My earliest memory of a home in Philadelphia was an apartment building where my family lived at 914 East Passyunk Avenue. That block of Passyunk was entirely Italian except for the apartment building where only blacks lived, right in the middle of the block. In the earliest years of my memory, the apartment was filled with people. That is, the apartments on all three floors were occupied. Each floor had a common bathroom in the hallway. They were cold-water flats, and my mother always complained about the lack of heat in the winter, about the general lack of upkeep. By the time I was five, there were only three families left in our apartment. One was the Mays, a single mother with six or seven children. They were very noisy and dirty, although I did like playing with them. That is, I liked playing with them until they broke my toys. My mother hated them, thought they were wrecking the apartment building and shaming the race in front of the whites in the neighborhood.

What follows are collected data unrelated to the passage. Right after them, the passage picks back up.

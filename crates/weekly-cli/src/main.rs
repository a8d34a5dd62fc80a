use weekly_core::logging;

mod cli;

use crate::cli::CliCommand;

#[tokio::main]
async fn main() {
    // Initialize logging as early as possible; stdout stays reserved for output.
    if let Err(err) = logging::init_logging() {
        logging::init_logging_stderr();
        tracing::warn!("file logging unavailable, using stderr: {:#}", err);
    }

    // Parse CLI and dispatch.
    if let Err(err) = CliCommand::run_from_args().await {
        eprintln!("weeklytool error: {:#}", err);
        std::process::exit(1);
    }
}
//! `weeklytool new-weekly [PATH]` – scaffold the next weekly folder.

use anyhow::Result;
use std::path::Path;
use weekly_core::weekly;

pub fn run_new_weekly(selected: Option<&Path>) -> Result<()> {
    let cwd = std::env::current_dir()?;
    let dir = weekly::resolve_target_dir(selected, Some(cwd.as_path()))?;
    let created = weekly::create_next_weekly(&dir)?;
    let name = format!("No{}", created.number);
    println!("成功创建 {} 及 {}.md", name, name);
    println!("{}", created.file.display());
    Ok(())
}
//! Paste context: which section convention a pasted link should follow.

/// Heading that marks the featured-articles section of a weekly note.
pub const ARTICLE_HEADING: &str = "## 📕精选文章";

/// Bullet prefix used for entries in the featured-articles section.
pub const ARTICLE_BULLET_PREFIX: &str = "* 📄";

/// Section type inferred above the cursor at paste time. Never persisted.
#[derive(Debug, Clone, Copy, PartialEq, Eq)]
pub enum PasteContext {
    /// Under `## 📕精选文章` or directly below a `* 📄` bullet.
    ArticleSection,
    /// Under any other level-2 heading.
    OtherSection,
    /// No recognized section, or unrelated content in between.
    None,
}

/// True for `##` followed by whitespace (a level-2 heading; `###` does not count).
fn is_level2_heading(trimmed: &str) -> bool {
    trimmed
        .strip_prefix("##")
        .and_then(|rest| rest.chars().next())
        .is_some_and(char::is_whitespace)
}

/// Scans upward from `cursor_line`, skipping blank lines, and returns the
/// first decision reached.
///
/// Non-heading content on the cursor line itself is skipped; on any line
/// above it, such content stops the scan with `None`. A cursor past the end
/// of the document starts from the last line, and every line counts as above it.
pub fn classify<S: AsRef<str>>(lines: &[S], cursor_line: usize) -> PasteContext {
    if lines.is_empty() {
        return PasteContext::None;
    }
    let start = cursor_line.min(lines.len() - 1);

    for line_num in (0..=start).rev() {
        let trimmed = lines[line_num].as_ref().trim();
        if trimmed.is_empty() {
            continue;
        }
        if trimmed == ARTICLE_HEADING || trimmed.starts_with(ARTICLE_BULLET_PREFIX) {
            return PasteContext::ArticleSection;
        }
        if is_level2_heading(trimmed) {
            return PasteContext::OtherSection;
        }
        if line_num < cursor_line {
            return PasteContext::None;
        }
    }
    PasteContext::None
}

    The other family I remember from 914 East Passyunk Avenue was the Evanses. They moved to open a dry cleaning store on the corner of Fifth and Christian streets. I really liked their oldest son, Ernest Evans, who once risked severe injury by crossing over one second-story window ledge to another to get us into our apartment after our mother had accidentally locked us out. He was my hero after that. He graduated from South Philadelphia High School, where most of my family went except for me and my sisters. He worked in a poultry store in the Italian Market on Ninth Street, near either Carpenter or Washington Avenue. Ernest Evans was a chicken plucker, a very nasty job that involved not only cleaning the chicken of its feathers in boiling water but killing the chicken in the first place. Many black boys had that job in the Italian Market. Places like Giordano’s at the corner of Ninth Street and Washington Avenue was a popular place to work, if one wanted that kind of job. It paid well, about $20 or $25 a week. Those were good wages to a teenage boy from the working class. My mother began to buy her chickens from the place where Ernest worked, Addio’s Poultry Shop. Ernest also liked to sing. He very much wanted to be a professional singer and hung around the offices of a local recording studio called Cameo-Parkway. Henry Caltabiano, another poultry shop owner, introduced Evans to Cameo-Parkway Records. Once in a while, in the summer time, on the front steps, he would sing one of the latest rock-and-roll songs for us kids grouped around. Only one house on the block had an air conditioner, so during the summer, everyone was on the street all night. We thought he was a very good singer; seeming so much older with his processed hair and knit shirts. In truth, he was a passable singer with the strong appeal of youth. In 1959, he had a decent hit record called “The Class.” He imitated other singers very well. Indeed, he was doing an imitation of Fats Domino one evening at the Cameo-Parkway studio when he got his stage name. Dick Clark, then the host of American Bandstand, the most popular teen-age dance show in the United States, taped in Philadelphia at that time, and his wife were there. Clark’s wife, impressed or amused by Evans’s imitation, suddenly gave him a new name, and it stuck. Ernest Evans became a rock-and-roll star under the name of Chubby Checker.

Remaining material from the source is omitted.